If we could go to the moon, or to Mercury, Venus, or Mars, we may be certain that upon reaching any of those globes we should find ourselves upon a solid surface, probably composed of rock not unlike the rocky crust of the earth; but with Jupiter the case would evidently be very different.  As already remarked, the mean density of that planet is only one quarter of the earth’s density, or only one third greater than the density of water.  Consequently the visitor, in attempting to set foot upon Jupiter, might find no solid supporting surface, but would be in a situation as embarrassing as that of Milton’s Satan when he undertook to cross the domain of Chaos: 

    “Fluttering his pinions vain, plumb down he drops,
    Ten thousand fathom deep, and to this hour
    Down had been falling had not, by ill chance,
    The strong rebuff of some tumultuous cloud. 
    Instinct with fire and niter, hurried him
    As many miles aloft; that fury stayed,
    Quenched in a boggy Syrtis, neither sea
    Nor good dry land, nigh foundered, as he fares,
    Treading the crude consistence, half on foot,
    Half flying.”

The probability that nothing resembling a solid crust, nor, perhaps, even a liquid shell, would be found at the visible surface of Jupiter, is increased by considering that the surface density must be much less than the mean density of the planet taken as a whole, and since the latter but little exceeds the density of water, it is likely that at the surface everything is in a state resembling that of cloud or smoke.  Our imaginary visitor upon reaching Jupiter would, under the influence of the planet’s strong force of gravity, drop out of sight, with the speed of a shot, swallowed up in the vast atmosphere of probably hot, and perhaps partially incandescent, gases.  When he had sunk—­supposing his identity could be preserved—­to a depth of thousands of miles he might not yet have found any solid part of the planet; and, perchance, there is no solid nucleus even at the very center.

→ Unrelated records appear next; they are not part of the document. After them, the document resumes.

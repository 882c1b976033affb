use chess_core::{ChessGame, Side};
use shared::{
    BySide, GameEndReason, PlayerDetails, PlayerProfile, ServerMessage, TimeControl,
    STATUS_ONGOING,
};
use std::collections::HashMap;
use tokio::sync::mpsc;
use tokio::time::Instant;

use super::clock::ClockState;

pub type Tx = mpsc::UnboundedSender<ServerMessage>;

/// Outbound half of one WebSocket connection.
#[derive(Debug, Clone)]
pub struct Connection {
    pub id: String,
    pub tx: Tx,
}

impl Connection {
    pub fn new(id: impl Into<String>, tx: Tx) -> Self {
        Self { id: id.into(), tx }
    }
}

#[derive(Debug, Clone)]
pub struct Player {
    pub id: String,
    pub elo: i32,
    pub time_control: TimeControl,
    pub profile: PlayerProfile,
    pub joined_at: Instant,
    pub connection: Connection,
    /// Cleared when the bound socket closes, set again on rebind.
    pub online: bool,
}

impl Player {
    pub fn details(&self) -> PlayerDetails {
        PlayerDetails {
            id: self.id.clone(),
            elo: self.elo,
            profile: self.profile.clone(),
        }
    }

    /// Returns false when the connection has already gone away.
    pub fn send(&self, msg: ServerMessage) -> bool {
        self.connection.tx.send(msg).is_ok()
    }
}

/// Lifecycle of a session. Only ever moves forward.
#[derive(Debug, Clone, Copy, PartialEq, Eq, PartialOrd, Ord)]
pub enum GameStatus {
    Waiting,
    Active,
    Completed,
}

#[derive(Debug, Clone, Copy, PartialEq, Eq)]
pub struct GameOutcome {
    pub winner: Option<Side>,
    pub reason: GameEndReason,
}

pub struct GameSession {
    pub id: String,
    pub white: Option<String>,
    pub black: Option<String>,
    pub game: ChessGame,
    pub time_control: TimeControl,
    pub clock: ClockState,
    pub status: GameStatus,
    /// Participants currently without a connection, with the moment they left.
    pub disconnected: HashMap<String, Instant>,
    pub outcome: Option<GameOutcome>,
    pub suppress_terminal_until: Option<Instant>,
    pub created_at: Instant,
}

impl GameSession {
    pub fn new(
        id: String,
        white: &str,
        black: &str,
        time_control: TimeControl,
        game: ChessGame,
        now: Instant,
    ) -> Self {
        Self {
            id,
            white: Some(white.to_string()),
            black: Some(black.to_string()),
            game,
            time_control,
            clock: ClockState::new(time_control, now),
            status: GameStatus::Waiting,
            disconnected: HashMap::new(),
            outcome: None,
            suppress_terminal_until: None,
            created_at: now,
        }
    }

    pub fn player(&self, side: Side) -> Option<&str> {
        match side {
            Side::White => self.white.as_deref(),
            Side::Black => self.black.as_deref(),
        }
    }

    pub fn side_of(&self, player_id: &str) -> Option<Side> {
        if self.white.as_deref() == Some(player_id) {
            Some(Side::White)
        } else if self.black.as_deref() == Some(player_id) {
            Some(Side::Black)
        } else {
            None
        }
    }

    pub fn participants(&self) -> impl Iterator<Item = &str> {
        self.white.as_deref().into_iter().chain(self.black.as_deref())
    }

    pub fn any_side_disconnected(&self) -> bool {
        self.participants().any(|p| self.disconnected.contains_key(p))
    }

    /// Moves the status forward. Returns false (and changes nothing) for a
    /// transition that would go backwards or stay put.
    pub fn advance(&mut self, next: GameStatus) -> bool {
        if next <= self.status {
            return false;
        }
        self.status = next;
        true
    }

    pub fn player_colors(&self) -> BySide<String> {
        BySide {
            white: self.white.clone(),
            black: self.black.clone(),
        }
    }

    /// `"ongoing"` until completion, then the end reason.
    pub fn client_status(&self) -> String {
        match (self.status, self.outcome) {
            (GameStatus::Completed, Some(outcome)) => outcome.reason.as_str().to_string(),
            _ => STATUS_ONGOING.to_string(),
        }
    }
}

The cloudy aspect of Jupiter immediately strikes the telescopic observer.  The huge planet is filled with color, and with the animation of constant movement, but there is no appearance of markings, like those on Mars, recalling the look of the earth.  There are no white polar caps, and no shadings that suggest the outlines of continents and oceans.  What every observer, even with the smallest telescope, perceives at once is a pair of strongly defined dark belts, one on either side of, and both parallel to, the planet’s equator.  These belts are dark compared with the equatorial band between them and with the general surface of the planet toward the north and the south, but they are not of a gray or neutral shade.  On the contrary, they show decided, and, at times, brilliant colors, usually of a reddish tone.  More delicate tints, sometimes a fine pink, salmon, or even light green, are occasionally to be seen about the equatorial zone, and the borders of the belts, while near the poles the surface is shadowed with bluish gray, imperceptibly deepening from the lighter hues of the equator.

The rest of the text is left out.